═════ RECORDS SHOWN

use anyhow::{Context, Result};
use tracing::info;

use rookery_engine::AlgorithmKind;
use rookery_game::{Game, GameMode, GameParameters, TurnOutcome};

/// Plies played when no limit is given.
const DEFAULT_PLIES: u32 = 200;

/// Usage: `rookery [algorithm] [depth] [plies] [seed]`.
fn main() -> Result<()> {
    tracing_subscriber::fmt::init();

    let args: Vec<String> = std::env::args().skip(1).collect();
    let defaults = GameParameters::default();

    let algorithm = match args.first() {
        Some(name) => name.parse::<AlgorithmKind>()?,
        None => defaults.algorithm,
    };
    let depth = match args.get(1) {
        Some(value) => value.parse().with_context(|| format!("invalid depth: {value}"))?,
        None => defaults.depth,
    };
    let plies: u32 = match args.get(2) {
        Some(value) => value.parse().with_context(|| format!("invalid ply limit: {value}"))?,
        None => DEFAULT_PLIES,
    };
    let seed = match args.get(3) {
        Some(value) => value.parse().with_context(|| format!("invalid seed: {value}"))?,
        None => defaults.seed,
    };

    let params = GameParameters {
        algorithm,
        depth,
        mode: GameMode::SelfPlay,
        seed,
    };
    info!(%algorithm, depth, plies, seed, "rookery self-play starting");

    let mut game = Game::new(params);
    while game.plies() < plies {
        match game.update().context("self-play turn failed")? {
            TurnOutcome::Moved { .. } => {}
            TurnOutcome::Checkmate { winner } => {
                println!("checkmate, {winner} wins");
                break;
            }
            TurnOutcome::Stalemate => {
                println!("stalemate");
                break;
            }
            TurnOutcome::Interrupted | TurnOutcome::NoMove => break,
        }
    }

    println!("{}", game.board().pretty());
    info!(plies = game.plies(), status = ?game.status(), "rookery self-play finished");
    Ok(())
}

══════════
═════ RECORDS SHOWN

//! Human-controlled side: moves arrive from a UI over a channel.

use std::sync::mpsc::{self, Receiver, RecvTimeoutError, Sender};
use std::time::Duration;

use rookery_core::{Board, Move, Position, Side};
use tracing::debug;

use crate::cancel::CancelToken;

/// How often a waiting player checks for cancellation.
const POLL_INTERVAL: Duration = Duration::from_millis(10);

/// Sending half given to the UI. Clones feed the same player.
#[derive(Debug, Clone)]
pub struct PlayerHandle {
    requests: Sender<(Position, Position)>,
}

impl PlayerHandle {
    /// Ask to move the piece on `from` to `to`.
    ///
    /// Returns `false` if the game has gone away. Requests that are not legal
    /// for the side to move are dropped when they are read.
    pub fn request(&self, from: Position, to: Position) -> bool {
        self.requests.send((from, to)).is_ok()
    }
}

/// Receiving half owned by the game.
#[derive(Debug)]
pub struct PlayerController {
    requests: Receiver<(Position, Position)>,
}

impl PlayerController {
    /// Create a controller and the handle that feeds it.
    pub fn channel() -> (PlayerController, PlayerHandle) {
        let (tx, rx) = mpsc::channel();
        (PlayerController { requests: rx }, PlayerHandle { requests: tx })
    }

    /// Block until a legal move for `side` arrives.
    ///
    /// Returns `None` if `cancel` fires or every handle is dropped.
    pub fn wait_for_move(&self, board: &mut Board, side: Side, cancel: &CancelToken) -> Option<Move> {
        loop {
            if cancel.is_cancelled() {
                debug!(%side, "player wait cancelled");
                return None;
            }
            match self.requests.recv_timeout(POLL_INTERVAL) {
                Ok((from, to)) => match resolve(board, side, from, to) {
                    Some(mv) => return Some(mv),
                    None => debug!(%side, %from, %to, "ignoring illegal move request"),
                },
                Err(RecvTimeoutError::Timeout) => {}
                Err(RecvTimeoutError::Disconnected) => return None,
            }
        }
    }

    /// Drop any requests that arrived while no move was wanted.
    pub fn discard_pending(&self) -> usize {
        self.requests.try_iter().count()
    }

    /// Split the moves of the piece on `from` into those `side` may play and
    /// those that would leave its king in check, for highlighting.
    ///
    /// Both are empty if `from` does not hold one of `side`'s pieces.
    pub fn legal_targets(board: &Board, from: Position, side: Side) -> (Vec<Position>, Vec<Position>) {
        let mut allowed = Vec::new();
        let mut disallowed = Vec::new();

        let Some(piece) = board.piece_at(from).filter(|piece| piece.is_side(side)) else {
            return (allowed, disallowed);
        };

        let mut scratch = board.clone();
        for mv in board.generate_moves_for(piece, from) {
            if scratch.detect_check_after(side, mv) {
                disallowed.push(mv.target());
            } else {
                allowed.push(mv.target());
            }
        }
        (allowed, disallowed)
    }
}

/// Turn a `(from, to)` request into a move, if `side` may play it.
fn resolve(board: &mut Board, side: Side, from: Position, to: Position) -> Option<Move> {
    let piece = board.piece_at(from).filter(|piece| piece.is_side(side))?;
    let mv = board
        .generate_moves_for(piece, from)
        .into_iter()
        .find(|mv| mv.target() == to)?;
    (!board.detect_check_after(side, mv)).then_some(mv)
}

══════════
═════ RECORDS SHOWN

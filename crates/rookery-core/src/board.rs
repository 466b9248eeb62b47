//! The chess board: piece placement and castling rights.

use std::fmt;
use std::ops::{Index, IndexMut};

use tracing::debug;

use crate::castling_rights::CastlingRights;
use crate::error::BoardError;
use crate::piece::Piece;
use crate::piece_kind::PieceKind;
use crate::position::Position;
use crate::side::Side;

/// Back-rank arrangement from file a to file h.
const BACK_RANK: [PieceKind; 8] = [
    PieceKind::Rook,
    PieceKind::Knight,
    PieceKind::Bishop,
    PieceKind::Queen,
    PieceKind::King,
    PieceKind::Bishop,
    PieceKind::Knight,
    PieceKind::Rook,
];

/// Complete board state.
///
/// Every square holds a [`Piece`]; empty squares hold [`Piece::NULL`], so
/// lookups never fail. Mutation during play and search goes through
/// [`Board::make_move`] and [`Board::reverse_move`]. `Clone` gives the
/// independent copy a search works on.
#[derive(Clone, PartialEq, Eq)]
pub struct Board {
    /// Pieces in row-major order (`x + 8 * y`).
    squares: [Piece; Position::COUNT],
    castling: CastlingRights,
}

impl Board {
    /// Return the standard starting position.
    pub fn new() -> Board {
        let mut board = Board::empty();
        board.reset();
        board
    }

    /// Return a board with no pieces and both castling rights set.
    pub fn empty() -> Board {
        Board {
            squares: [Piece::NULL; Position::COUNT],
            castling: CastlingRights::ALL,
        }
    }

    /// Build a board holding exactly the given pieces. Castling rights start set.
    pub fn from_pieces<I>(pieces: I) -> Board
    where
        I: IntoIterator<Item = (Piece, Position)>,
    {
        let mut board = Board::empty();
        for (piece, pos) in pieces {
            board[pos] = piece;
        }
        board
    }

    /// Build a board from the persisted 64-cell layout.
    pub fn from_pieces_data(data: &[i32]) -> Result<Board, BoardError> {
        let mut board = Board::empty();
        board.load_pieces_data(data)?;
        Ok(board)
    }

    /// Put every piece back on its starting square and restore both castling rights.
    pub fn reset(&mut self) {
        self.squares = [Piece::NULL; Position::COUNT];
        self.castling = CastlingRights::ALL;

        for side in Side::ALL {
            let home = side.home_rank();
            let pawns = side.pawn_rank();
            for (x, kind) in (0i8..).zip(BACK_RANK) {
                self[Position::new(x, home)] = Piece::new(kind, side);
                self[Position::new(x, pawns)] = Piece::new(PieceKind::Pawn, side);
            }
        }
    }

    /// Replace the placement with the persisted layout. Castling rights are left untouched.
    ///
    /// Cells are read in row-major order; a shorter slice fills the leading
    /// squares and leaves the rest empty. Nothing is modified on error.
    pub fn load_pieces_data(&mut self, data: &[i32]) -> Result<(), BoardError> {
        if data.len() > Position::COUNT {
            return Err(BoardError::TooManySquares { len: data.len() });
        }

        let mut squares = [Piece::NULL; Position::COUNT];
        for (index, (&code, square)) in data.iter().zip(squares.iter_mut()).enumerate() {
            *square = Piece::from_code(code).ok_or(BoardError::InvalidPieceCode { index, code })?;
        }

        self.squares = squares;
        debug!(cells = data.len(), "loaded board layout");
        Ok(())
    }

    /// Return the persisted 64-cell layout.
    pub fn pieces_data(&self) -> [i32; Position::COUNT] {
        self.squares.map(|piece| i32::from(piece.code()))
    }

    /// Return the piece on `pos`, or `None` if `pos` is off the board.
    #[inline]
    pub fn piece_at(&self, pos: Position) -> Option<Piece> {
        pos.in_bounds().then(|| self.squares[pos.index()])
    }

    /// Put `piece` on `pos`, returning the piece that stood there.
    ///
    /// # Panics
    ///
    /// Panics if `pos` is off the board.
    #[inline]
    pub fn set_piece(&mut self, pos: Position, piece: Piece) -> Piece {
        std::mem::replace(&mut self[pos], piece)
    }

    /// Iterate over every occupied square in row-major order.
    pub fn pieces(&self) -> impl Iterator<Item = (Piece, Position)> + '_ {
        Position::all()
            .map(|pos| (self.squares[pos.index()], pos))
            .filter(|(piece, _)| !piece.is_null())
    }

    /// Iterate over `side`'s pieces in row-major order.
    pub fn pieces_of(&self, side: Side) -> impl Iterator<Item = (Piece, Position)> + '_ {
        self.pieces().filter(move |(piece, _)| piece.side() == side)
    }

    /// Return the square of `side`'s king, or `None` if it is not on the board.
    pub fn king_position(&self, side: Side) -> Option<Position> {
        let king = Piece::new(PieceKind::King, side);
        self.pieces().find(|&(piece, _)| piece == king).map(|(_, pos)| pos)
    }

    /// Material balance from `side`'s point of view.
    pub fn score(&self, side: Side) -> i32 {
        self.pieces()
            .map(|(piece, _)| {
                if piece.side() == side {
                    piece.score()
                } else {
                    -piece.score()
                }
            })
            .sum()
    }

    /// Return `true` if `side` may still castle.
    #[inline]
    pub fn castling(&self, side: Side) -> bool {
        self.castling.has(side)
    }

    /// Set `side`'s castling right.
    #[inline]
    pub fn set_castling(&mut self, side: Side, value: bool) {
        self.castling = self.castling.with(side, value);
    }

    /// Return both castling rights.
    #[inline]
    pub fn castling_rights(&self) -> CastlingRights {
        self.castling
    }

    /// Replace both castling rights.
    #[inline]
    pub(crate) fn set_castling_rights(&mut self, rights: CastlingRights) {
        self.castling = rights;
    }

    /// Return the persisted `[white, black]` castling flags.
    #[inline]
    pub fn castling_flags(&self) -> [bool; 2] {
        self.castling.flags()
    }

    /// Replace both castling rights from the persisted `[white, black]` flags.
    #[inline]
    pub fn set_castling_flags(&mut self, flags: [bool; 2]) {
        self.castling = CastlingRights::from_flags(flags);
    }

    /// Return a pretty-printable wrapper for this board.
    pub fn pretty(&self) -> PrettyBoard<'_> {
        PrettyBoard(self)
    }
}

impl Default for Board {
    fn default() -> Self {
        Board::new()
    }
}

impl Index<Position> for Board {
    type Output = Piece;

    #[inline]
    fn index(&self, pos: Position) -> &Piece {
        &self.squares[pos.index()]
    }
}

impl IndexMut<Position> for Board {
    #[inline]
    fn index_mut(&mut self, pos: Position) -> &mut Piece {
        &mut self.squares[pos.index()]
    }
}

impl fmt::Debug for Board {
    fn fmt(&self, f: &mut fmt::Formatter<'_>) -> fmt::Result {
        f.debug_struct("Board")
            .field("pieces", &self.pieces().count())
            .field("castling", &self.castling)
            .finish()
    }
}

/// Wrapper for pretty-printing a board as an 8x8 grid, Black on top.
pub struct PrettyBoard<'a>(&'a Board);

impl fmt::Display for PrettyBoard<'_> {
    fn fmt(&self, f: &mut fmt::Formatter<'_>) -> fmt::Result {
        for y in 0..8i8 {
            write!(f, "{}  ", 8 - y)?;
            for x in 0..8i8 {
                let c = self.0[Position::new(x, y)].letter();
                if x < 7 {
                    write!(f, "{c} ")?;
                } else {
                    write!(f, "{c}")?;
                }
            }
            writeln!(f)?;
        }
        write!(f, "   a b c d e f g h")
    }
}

══════════

_WHAT IS REQUIRED_: Go line by line through the records and copy those that contain the word "value".

_SOLUTION TO THIS EXERCISE_:
        Some(value) => value.parse().with_context(|| format!("invalid depth: {value}"))?,
        Some(value) => value.parse().with_context(|| format!("invalid ply limit: {value}"))?,
        Some(value) => value.parse().with_context(|| format!("invalid seed: {value}"))?,
    pub fn set_castling(&mut self, side: Side, value: bool) {
        self.castling = self.castling.with(side, value);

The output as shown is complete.